------ Data ------
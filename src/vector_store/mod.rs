//! Vector store abstraction for docchat.
//!
//! Provides a trait-based interface over the prebuilt passage index.

mod memory;
mod sqlite;

pub use memory::MemoryVectorStore;
pub use sqlite::SqliteVectorStore;

use crate::error::{DocchatError, Result};
use async_trait::async_trait;
use chrono::{DateTime, Utc};
use serde::{Deserialize, Serialize};
use uuid::Uuid;

/// A corpus passage stored in the index.
#[derive(Debug, Clone, Serialize, Deserialize)]
pub struct Passage {
    /// Unique passage ID.
    pub id: Uuid,
    /// Path of the file the passage was cut from, as recorded at indexing time.
    pub source: String,
    /// Text content of this passage.
    pub content: String,
    /// Order of this passage within its source file.
    pub chunk_order: i32,
    /// Embedding vector.
    pub embedding: Vec<f32>,
    /// When this passage was indexed.
    pub indexed_at: DateTime<Utc>,
}

impl Passage {
    /// Create a new passage.
    pub fn new(source: String, content: String, chunk_order: i32, embedding: Vec<f32>) -> Self {
        Self {
            id: Uuid::new_v4(),
            source,
            content,
            chunk_order,
            embedding,
            indexed_at: Utc::now(),
        }
    }

    /// Final path component of the source, accepting either separator.
    pub fn source_filename(&self) -> &str {
        source_filename(&self.source)
    }
}

/// Final path component of a recorded source path.
pub fn source_filename(source: &str) -> &str {
    source.rsplit(['/', '\\']).next().unwrap_or(source)
}

/// A search result with score.
#[derive(Debug, Clone)]
pub struct SearchResult {
    /// The matched passage.
    pub passage: Passage,
    /// Similarity score (higher is better).
    pub score: f32,
}

/// Summary of one indexed source file.
#[derive(Debug, Clone, Serialize, Deserialize)]
pub struct IndexedSource {
    /// Recorded source path.
    pub source: String,
    /// Number of passages cut from it.
    pub passage_count: u32,
    /// Latest indexing time among its passages.
    pub indexed_at: DateTime<Utc>,
}

/// Trait for vector store implementations.
#[async_trait]
pub trait VectorStore: Send + Sync {
    /// Bulk upsert passages.
    async fn upsert_batch(&self, passages: &[Passage]) -> Result<usize>;

    /// Return the `limit` most similar passages, best first.
    async fn search(&self, query_embedding: &[f32], limit: usize) -> Result<Vec<SearchResult>>;

    /// Delete all passages from a source.
    async fn delete_by_source(&self, source: &str) -> Result<usize>;

    /// List indexed sources.
    async fn list_sources(&self) -> Result<Vec<IndexedSource>>;

    /// Get total passage count.
    async fn passage_count(&self) -> Result<usize>;

    /// Length of the stored embeddings, or `None` for an empty index.
    async fn embedding_dimensions(&self) -> Result<Option<usize>>;
}

/// Fail unless the index was built in the embedder's vector space.
pub async fn check_dimensions(store: &dyn VectorStore, expected: usize) -> Result<()> {
    match store.embedding_dimensions().await? {
        Some(actual) if actual != expected => Err(DocchatError::VectorStore(format!(
            "Index embeddings have {} dimensions but the embedder produces {}. \
             Rebuild the index with 'docchat index <dir> --rebuild'.",
            actual, expected
        ))),
        _ => Ok(()),
    }
}

/// Compute cosine similarity between two vectors.
pub fn cosine_similarity(a: &[f32], b: &[f32]) -> f32 {
    if a.len() != b.len() || a.is_empty() {
        return 0.0;
    }

    let dot_product: f32 = a.iter().zip(b.iter()).map(|(x, y)| x * y).sum();
    let norm_a: f32 = a.iter().map(|x| x * x).sum::<f32>().sqrt();
    let norm_b: f32 = b.iter().map(|x| x * x).sum::<f32>().sqrt();

    if norm_a == 0.0 || norm_b == 0.0 {
        return 0.0;
    }

    dot_product / (norm_a * norm_b)
}

/// Score a passage against a query embedding of the same length.
pub(crate) fn score(query_embedding: &[f32], passage: Passage) -> Result<SearchResult> {
    if query_embedding.len() != passage.embedding.len() {
        return Err(DocchatError::VectorStore(format!(
            "Query embedding has {} dimensions but passage {} has {}",
            query_embedding.len(),
            passage.id,
            passage.embedding.len()
        )));
    }

    Ok(SearchResult {
        score: cosine_similarity(query_embedding, &passage.embedding),
        passage,
    })
}

/// Sort scored results best-first and keep the top `limit`.
pub(crate) fn rank(mut results: Vec<SearchResult>, limit: usize) -> Vec<SearchResult> {
    results.sort_by(|a, b| b.score.partial_cmp(&a.score).unwrap_or(std::cmp::Ordering::Equal));
    results.truncate(limit);
    results
}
------
> What you should do
Transcribe every entry in the listing, word for word.

> Exercise output
filename src/vector_store/mod.rs
//! Vector store abstraction for docchat.
//!
//! Provides a trait-based interface over the prebuilt passage index.

mod memory;
mod sqlite;

pub use memory::MemoryVectorStore;
pub use sqlite::SqliteVectorStore;

use crate::error::{DocchatError, Result};
use async_trait::async_trait;
use chrono::{DateTime, Utc};
use serde::{Deserialize, Serialize};
use uuid::Uuid;

/// A corpus passage stored in the index.
#[derive(Debug, Clone, Serialize, Deserialize)]
pub struct Passage {
    /// Unique passage ID.
    pub id: Uuid,
    /// Path of the file the passage was cut from, as recorded at indexing time.
    pub source: String,
    /// Text content of this passage.
    pub content: String,
    /// Order of this passage within its source file.
    pub chunk_order: i32,
    /// Embedding vector.
    pub embedding: Vec<f32>,
    /// When this passage was indexed.
    pub indexed_at: DateTime<Utc>,
}

impl Passage {
    /// Create a new passage.
    pub fn new(source: String, content: String, chunk_order: i32, embedding: Vec<f32>) -> Self {
        Self {
            id: Uuid::new_v4(),
            source,
            content,
            chunk_order,
            embedding,
            indexed_at: Utc::now(),
        }
    }

    /// Final path component of the source, accepting either separator.
    pub fn source_filename(&self) -> &str {
        source_filename(&self.source)
    }
}

/// Final path component of a recorded source path.
pub fn source_filename(source: &str) -> &str {
    source.rsplit(['/', '\\']).next().unwrap_or(source)
}

/// A search result with score.
#[derive(Debug, Clone)]
pub struct SearchResult {
    /// The matched passage.
    pub passage: Passage,
    /// Similarity score (higher is better).
    pub score: f32,
}

/// Summary of one indexed source file.
#[derive(Debug, Clone, Serialize, Deserialize)]
pub struct IndexedSource {
    /// Recorded source path.
    pub source: String,
    /// Number of passages cut from it.
    pub passage_count: u32,
    /// Latest indexing time among its passages.
    pub indexed_at: DateTime<Utc>,
}

/// Trait for vector store implementations.
#[async_trait]
pub trait VectorStore: Send + Sync {
    /// Bulk upsert passages.
    async fn upsert_batch(&self, passages: &[Passage]) -> Result<usize>;

    /// Return the `limit` most similar passages, best first.
    async fn search(&self, query_embedding: &[f32], limit: usize) -> Result<Vec<SearchResult>>;

    /// Delete all passages from a source.
    async fn delete_by_source(&self, source: &str) -> Result<usize>;

    /// List indexed sources.
    async fn list_sources(&self) -> Result<Vec<IndexedSource>>;

    /// Get total passage count.
    async fn passage_count(&self) -> Result<usize>;

    /// Length of the stored embeddings, or `None` for an empty index.
    async fn embedding_dimensions(&self) -> Result<Option<usize>>;
}

/// Fail unless the index was built in the embedder's vector space.
pub async fn check_dimensions(store: &dyn VectorStore, expected: usize) -> Result<()> {
    match store.embedding_dimensions().await? {
        Some(actual) if actual != expected => Err(DocchatError::VectorStore(format!(
            "Index embeddings have {} dimensions but the embedder produces {}. \
             Rebuild the index with 'docchat index <dir> --rebuild'.",
            actual, expected
        ))),
        _ => Ok(()),
    }
}

/// Compute cosine similarity between two vectors.
pub fn cosine_similarity(a: &[f32], b: &[f32]) -> f32 {
    if a.len() != b.len() || a.is_empty() {
        return 0.0;
    }

    let dot_product: f32 = a.iter().zip(b.iter()).map(|(x, y)| x * y).sum();
    let norm_a: f32 = a.iter().map(|x| x * x).sum::<f32>().sqrt();
    let norm_b: f32 = b.iter().map(|x| x * x).sum::<f32>().sqrt();

    if norm_a == 0.0 || norm_b == 0.0 {
        return 0.0;
    }

    dot_product / (norm_a * norm_b)
}

/// Score a passage against a query embedding of the same length.
pub(crate) fn score(query_embedding: &[f32], passage: Passage) -> Result<SearchResult> {
    if query_embedding.len() != passage.embedding.len() {
        return Err(DocchatError::VectorStore(format!(
            "Query embedding has {} dimensions but passage {} has {}",
            query_embedding.len(),
            passage.id,
            passage.embedding.len()
        )));
    }

    Ok(SearchResult {
        score: cosine_similarity(query_embedding, &passage.embedding),
        passage,
    })
}

/// Sort scored results best-first and keep the top `limit`.
pub(crate) fn rank(mut results: Vec<SearchResult>, limit: usize) -> Vec<SearchResult> {
    results.sort_by(|a, b| b.score.partial_cmp(&a.score).unwrap_or(std::cmp::Ordering::Equal));
    results.truncate(limit);
    results
}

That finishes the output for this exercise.